### RECORD EXTRACTS
—————
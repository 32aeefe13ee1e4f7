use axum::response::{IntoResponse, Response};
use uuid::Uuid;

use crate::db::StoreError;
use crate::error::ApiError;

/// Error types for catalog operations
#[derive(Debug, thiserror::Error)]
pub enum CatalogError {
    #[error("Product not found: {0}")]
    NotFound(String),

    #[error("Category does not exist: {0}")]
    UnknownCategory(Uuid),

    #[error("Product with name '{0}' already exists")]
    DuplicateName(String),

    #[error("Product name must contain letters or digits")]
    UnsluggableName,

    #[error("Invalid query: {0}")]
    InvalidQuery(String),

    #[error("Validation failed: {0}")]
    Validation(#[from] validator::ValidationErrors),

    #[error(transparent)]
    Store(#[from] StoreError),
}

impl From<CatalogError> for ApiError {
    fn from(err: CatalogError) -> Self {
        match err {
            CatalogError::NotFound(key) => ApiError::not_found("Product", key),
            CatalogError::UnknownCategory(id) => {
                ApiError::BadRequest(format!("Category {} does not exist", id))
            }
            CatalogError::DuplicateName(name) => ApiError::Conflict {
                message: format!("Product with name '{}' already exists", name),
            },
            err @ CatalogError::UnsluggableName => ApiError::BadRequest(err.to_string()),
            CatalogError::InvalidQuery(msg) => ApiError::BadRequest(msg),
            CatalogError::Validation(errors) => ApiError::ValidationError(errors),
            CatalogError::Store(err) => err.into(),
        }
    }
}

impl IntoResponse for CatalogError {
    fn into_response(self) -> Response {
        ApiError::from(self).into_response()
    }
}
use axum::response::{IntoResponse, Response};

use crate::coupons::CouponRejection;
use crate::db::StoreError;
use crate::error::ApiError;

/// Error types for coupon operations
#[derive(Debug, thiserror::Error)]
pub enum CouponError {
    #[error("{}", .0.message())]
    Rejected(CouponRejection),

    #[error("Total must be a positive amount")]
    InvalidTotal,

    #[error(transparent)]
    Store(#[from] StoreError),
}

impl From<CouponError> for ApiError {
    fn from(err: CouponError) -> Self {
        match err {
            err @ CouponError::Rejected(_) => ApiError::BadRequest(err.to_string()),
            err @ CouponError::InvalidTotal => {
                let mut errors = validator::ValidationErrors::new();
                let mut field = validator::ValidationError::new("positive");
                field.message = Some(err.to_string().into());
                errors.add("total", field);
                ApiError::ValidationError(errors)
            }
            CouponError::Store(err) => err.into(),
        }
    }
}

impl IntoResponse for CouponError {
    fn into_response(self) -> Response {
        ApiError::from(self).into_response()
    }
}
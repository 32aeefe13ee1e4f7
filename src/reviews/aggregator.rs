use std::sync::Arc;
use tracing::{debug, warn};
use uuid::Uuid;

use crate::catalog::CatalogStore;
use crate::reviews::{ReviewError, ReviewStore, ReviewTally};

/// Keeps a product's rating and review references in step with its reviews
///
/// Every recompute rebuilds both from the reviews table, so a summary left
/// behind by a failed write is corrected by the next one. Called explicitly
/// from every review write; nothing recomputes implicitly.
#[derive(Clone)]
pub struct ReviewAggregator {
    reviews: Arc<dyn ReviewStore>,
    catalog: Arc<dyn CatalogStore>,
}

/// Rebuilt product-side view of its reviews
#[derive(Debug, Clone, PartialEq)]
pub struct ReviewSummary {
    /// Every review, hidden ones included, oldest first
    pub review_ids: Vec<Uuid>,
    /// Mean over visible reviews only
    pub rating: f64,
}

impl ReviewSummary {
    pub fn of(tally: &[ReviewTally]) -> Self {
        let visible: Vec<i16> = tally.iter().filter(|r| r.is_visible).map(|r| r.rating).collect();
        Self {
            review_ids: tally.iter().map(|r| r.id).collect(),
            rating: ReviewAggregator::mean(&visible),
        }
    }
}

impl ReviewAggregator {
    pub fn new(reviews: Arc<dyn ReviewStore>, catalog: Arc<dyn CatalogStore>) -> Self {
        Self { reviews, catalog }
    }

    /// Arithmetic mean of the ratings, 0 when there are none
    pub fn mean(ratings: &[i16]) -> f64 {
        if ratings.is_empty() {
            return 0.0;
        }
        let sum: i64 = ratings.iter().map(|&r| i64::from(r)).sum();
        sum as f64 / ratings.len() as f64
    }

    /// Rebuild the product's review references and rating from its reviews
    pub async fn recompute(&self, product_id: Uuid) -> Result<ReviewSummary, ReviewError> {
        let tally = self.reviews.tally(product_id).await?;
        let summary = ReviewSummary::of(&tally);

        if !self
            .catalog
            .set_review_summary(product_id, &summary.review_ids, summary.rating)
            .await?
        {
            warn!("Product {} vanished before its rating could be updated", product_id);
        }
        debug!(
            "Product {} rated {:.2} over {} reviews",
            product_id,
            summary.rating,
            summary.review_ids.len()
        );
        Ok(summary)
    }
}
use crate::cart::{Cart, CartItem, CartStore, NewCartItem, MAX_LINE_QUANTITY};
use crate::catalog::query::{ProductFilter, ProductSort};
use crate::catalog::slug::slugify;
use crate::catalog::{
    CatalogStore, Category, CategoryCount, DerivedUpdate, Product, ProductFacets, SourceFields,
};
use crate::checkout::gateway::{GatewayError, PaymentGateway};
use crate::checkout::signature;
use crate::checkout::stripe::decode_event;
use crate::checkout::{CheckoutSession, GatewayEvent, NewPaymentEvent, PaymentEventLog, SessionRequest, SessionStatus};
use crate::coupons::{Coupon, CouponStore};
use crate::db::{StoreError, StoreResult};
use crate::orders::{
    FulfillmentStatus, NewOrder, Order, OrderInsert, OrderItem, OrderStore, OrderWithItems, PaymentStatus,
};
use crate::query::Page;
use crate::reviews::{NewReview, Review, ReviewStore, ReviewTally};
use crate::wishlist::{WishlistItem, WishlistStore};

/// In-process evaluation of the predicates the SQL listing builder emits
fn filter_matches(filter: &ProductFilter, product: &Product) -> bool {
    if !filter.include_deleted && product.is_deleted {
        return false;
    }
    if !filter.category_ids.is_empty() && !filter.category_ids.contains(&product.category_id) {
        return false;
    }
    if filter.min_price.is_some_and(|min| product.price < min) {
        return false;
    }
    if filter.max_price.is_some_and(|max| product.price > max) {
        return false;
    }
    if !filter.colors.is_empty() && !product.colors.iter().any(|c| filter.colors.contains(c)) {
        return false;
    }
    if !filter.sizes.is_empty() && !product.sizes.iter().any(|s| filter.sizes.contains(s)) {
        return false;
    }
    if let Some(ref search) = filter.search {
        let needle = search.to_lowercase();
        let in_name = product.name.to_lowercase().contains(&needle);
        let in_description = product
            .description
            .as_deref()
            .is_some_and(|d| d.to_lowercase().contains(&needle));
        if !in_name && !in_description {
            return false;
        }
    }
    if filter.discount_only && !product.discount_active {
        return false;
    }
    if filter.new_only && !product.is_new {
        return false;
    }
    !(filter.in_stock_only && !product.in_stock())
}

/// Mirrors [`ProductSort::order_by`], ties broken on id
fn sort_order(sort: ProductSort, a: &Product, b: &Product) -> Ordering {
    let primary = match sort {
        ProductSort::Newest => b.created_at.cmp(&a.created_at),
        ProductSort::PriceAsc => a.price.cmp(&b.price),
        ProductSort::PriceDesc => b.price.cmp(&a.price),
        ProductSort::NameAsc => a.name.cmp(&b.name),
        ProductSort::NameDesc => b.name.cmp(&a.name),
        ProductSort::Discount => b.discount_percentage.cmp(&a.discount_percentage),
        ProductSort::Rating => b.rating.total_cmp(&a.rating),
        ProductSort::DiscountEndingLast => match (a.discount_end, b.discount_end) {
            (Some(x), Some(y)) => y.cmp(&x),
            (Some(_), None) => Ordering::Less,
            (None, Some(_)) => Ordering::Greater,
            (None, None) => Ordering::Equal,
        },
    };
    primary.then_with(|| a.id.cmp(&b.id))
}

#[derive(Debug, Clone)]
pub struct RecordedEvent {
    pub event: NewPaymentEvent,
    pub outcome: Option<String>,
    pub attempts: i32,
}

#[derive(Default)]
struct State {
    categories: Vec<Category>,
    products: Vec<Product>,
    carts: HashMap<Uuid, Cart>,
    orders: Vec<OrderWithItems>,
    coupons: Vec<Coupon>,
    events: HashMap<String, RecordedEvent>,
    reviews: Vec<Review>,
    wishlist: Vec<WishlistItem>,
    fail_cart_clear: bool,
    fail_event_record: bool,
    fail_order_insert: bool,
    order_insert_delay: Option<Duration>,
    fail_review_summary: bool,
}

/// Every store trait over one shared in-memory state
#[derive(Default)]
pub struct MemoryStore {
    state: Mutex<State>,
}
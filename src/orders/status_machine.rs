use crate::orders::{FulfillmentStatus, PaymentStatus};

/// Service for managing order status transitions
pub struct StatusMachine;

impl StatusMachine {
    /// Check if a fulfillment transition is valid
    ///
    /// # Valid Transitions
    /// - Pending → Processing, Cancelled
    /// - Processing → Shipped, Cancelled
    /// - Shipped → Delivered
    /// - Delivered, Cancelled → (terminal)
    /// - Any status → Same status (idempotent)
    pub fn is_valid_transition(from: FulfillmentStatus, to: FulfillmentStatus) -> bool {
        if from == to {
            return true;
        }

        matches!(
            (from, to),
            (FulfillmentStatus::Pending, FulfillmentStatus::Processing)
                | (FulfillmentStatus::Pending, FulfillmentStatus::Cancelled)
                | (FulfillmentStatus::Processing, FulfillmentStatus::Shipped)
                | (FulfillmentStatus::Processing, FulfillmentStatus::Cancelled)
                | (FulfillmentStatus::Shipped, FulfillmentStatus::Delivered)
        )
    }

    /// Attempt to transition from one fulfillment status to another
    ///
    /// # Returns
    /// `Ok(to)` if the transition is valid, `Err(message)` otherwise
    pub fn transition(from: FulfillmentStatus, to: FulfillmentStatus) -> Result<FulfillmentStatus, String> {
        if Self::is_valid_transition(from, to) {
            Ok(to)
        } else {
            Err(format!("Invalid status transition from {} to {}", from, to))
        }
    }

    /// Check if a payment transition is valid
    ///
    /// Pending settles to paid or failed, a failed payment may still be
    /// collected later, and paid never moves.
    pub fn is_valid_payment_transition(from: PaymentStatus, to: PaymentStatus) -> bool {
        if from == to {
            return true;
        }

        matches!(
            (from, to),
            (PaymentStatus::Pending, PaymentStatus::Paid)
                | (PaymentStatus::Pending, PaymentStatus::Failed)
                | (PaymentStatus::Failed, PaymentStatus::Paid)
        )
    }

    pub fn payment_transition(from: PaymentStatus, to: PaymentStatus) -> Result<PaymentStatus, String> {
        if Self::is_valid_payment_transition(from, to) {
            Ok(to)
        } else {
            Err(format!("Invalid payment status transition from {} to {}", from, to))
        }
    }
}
—————
### GOAL OF THE EXERCISE
Quote the records above from their first line through the line containing "fn from(err: CouponError)", both ends included.

### SOLUTION FOR THIS TASK
repository 32aeefe13ee1e4f7
use axum::response::{IntoResponse, Response};
use uuid::Uuid;

use crate::db::StoreError;
use crate::error::ApiError;

/// Error types for catalog operations
#[derive(Debug, thiserror::Error)]
pub enum CatalogError {
    #[error("Product not found: {0}")]
    NotFound(String),

    #[error("Category does not exist: {0}")]
    UnknownCategory(Uuid),

    #[error("Product with name '{0}' already exists")]
    DuplicateName(String),

    #[error("Product name must contain letters or digits")]
    UnsluggableName,

    #[error("Invalid query: {0}")]
    InvalidQuery(String),

    #[error("Validation failed: {0}")]
    Validation(#[from] validator::ValidationErrors),

    #[error(transparent)]
    Store(#[from] StoreError),
}

impl From<CatalogError> for ApiError {
    fn from(err: CatalogError) -> Self {
        match err {
            CatalogError::NotFound(key) => ApiError::not_found("Product", key),
            CatalogError::UnknownCategory(id) => {
                ApiError::BadRequest(format!("Category {} does not exist", id))
            }
            CatalogError::DuplicateName(name) => ApiError::Conflict {
                message: format!("Product with name '{}' already exists", name),
            },
            err @ CatalogError::UnsluggableName => ApiError::BadRequest(err.to_string()),
            CatalogError::InvalidQuery(msg) => ApiError::BadRequest(msg),
            CatalogError::Validation(errors) => ApiError::ValidationError(errors),
            CatalogError::Store(err) => err.into(),
        }
    }
}

impl IntoResponse for CatalogError {
    fn into_response(self) -> Response {
        ApiError::from(self).into_response()
    }
}
use axum::response::{IntoResponse, Response};

use crate::coupons::CouponRejection;
use crate::db::StoreError;
use crate::error::ApiError;

/// Error types for coupon operations
#[derive(Debug, thiserror::Error)]
pub enum CouponError {
    #[error("{}", .0.message())]
    Rejected(CouponRejection),

    #[error("Total must be a positive amount")]
    InvalidTotal,

    #[error(transparent)]
    Store(#[from] StoreError),
}

impl From<CouponError> for ApiError {
    fn from(err: CouponError) -> Self {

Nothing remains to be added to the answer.